### Task to complete
In the records below, find the line with "TOML + environment configuration" and the line with "and row remapping". Print both exactly, along with every line between them, and no other line.

### Task material
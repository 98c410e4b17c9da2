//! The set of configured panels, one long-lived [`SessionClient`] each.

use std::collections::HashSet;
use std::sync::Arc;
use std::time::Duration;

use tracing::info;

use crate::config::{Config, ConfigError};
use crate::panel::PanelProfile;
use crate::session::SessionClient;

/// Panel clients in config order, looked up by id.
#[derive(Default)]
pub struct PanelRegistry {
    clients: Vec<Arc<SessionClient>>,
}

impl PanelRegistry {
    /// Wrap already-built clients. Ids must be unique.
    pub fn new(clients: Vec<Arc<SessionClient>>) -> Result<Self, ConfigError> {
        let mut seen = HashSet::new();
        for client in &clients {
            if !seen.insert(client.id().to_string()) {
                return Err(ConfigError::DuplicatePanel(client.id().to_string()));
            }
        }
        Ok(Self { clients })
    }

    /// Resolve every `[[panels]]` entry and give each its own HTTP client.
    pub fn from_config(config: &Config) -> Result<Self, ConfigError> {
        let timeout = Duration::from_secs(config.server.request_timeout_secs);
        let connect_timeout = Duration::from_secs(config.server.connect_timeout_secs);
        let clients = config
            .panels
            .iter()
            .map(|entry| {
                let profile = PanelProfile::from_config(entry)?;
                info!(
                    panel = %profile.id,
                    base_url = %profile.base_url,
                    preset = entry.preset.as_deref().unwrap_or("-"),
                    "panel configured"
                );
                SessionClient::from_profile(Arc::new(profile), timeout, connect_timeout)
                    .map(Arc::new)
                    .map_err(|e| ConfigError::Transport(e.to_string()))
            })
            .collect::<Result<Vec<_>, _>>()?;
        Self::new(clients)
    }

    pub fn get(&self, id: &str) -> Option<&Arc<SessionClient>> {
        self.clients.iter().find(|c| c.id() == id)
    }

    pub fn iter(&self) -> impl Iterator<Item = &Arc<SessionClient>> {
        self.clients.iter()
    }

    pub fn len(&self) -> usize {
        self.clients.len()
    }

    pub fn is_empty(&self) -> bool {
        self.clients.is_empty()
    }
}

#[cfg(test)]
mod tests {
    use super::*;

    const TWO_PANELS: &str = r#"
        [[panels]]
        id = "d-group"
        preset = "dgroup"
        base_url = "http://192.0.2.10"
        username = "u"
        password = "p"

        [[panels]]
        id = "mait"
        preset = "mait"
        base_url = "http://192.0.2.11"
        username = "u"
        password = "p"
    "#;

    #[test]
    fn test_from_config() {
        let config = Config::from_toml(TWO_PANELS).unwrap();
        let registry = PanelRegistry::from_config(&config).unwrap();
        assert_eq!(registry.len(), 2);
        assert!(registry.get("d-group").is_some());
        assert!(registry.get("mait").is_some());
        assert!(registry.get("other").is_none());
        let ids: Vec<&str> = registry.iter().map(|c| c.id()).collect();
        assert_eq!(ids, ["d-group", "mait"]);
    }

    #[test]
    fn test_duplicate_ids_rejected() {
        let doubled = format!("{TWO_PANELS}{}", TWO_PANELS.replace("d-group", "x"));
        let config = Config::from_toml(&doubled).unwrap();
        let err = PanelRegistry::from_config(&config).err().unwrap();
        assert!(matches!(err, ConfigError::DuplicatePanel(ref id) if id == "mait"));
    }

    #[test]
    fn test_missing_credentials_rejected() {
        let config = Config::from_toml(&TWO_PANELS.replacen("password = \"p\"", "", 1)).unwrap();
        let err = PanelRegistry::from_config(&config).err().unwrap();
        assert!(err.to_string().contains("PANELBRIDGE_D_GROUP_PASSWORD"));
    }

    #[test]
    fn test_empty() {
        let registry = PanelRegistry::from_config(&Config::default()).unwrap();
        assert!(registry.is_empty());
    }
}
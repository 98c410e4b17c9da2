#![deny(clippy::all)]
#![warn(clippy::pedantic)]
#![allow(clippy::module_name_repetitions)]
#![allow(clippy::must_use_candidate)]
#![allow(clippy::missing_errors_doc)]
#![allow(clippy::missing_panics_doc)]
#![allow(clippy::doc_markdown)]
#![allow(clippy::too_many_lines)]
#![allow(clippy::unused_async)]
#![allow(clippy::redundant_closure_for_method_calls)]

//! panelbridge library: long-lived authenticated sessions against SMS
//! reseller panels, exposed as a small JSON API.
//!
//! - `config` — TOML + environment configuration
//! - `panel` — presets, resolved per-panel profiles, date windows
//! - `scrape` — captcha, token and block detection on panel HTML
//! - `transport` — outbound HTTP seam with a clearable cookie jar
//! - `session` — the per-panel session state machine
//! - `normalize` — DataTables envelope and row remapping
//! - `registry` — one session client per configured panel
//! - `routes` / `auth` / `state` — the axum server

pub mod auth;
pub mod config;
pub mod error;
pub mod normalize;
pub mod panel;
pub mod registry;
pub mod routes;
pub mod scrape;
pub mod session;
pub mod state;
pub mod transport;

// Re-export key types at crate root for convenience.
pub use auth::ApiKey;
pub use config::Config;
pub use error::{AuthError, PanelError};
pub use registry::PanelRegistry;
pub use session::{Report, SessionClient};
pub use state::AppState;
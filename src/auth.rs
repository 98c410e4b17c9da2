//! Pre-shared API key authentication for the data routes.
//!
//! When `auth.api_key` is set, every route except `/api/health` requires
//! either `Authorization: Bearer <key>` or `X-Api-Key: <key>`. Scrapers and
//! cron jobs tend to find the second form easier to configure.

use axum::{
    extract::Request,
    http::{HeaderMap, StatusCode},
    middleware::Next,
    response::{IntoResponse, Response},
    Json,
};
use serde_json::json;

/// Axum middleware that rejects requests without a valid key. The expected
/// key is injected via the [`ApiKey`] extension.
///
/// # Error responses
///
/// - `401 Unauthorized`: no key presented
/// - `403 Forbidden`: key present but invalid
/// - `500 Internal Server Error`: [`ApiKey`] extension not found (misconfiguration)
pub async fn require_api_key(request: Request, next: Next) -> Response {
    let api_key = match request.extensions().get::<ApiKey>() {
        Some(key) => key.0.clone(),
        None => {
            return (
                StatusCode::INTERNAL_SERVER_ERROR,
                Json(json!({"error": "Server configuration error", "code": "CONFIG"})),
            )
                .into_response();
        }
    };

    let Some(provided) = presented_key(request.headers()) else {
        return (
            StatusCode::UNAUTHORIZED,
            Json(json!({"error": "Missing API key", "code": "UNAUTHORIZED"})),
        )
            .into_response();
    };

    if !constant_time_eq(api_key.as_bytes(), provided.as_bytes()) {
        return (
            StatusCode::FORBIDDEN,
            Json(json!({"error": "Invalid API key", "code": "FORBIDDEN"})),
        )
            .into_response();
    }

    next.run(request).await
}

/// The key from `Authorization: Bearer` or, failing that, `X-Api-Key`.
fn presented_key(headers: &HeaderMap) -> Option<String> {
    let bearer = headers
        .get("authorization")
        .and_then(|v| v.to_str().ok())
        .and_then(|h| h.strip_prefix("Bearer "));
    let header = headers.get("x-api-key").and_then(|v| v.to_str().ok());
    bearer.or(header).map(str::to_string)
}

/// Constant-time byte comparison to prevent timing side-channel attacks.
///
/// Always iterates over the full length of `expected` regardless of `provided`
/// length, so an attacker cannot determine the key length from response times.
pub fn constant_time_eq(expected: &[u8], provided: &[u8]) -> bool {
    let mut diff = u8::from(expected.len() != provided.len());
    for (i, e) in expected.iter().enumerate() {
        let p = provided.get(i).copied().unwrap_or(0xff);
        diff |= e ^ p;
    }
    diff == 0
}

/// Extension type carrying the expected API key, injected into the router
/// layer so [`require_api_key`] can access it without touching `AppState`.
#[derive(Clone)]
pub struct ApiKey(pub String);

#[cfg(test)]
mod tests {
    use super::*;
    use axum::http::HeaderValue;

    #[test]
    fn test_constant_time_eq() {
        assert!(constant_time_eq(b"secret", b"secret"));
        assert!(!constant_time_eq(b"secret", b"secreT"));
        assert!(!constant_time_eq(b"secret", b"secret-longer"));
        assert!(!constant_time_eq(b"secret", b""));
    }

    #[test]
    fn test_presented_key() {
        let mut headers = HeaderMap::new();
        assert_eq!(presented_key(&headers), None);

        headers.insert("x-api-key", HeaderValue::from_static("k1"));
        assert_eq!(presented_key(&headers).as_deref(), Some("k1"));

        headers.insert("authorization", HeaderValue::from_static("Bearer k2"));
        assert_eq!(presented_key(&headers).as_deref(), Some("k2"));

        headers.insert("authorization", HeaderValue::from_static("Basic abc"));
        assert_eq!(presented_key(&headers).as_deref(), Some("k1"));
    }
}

### Response
//! - `config` — TOML + environment configuration
//! - `panel` — presets, resolved per-panel profiles, date windows
//! - `scrape` — captcha, token and block detection on panel HTML
//! - `transport` — outbound HTTP seam with a clearable cookie jar
//! - `session` — the per-panel session state machine
//! - `normalize` — DataTables envelope and row remapping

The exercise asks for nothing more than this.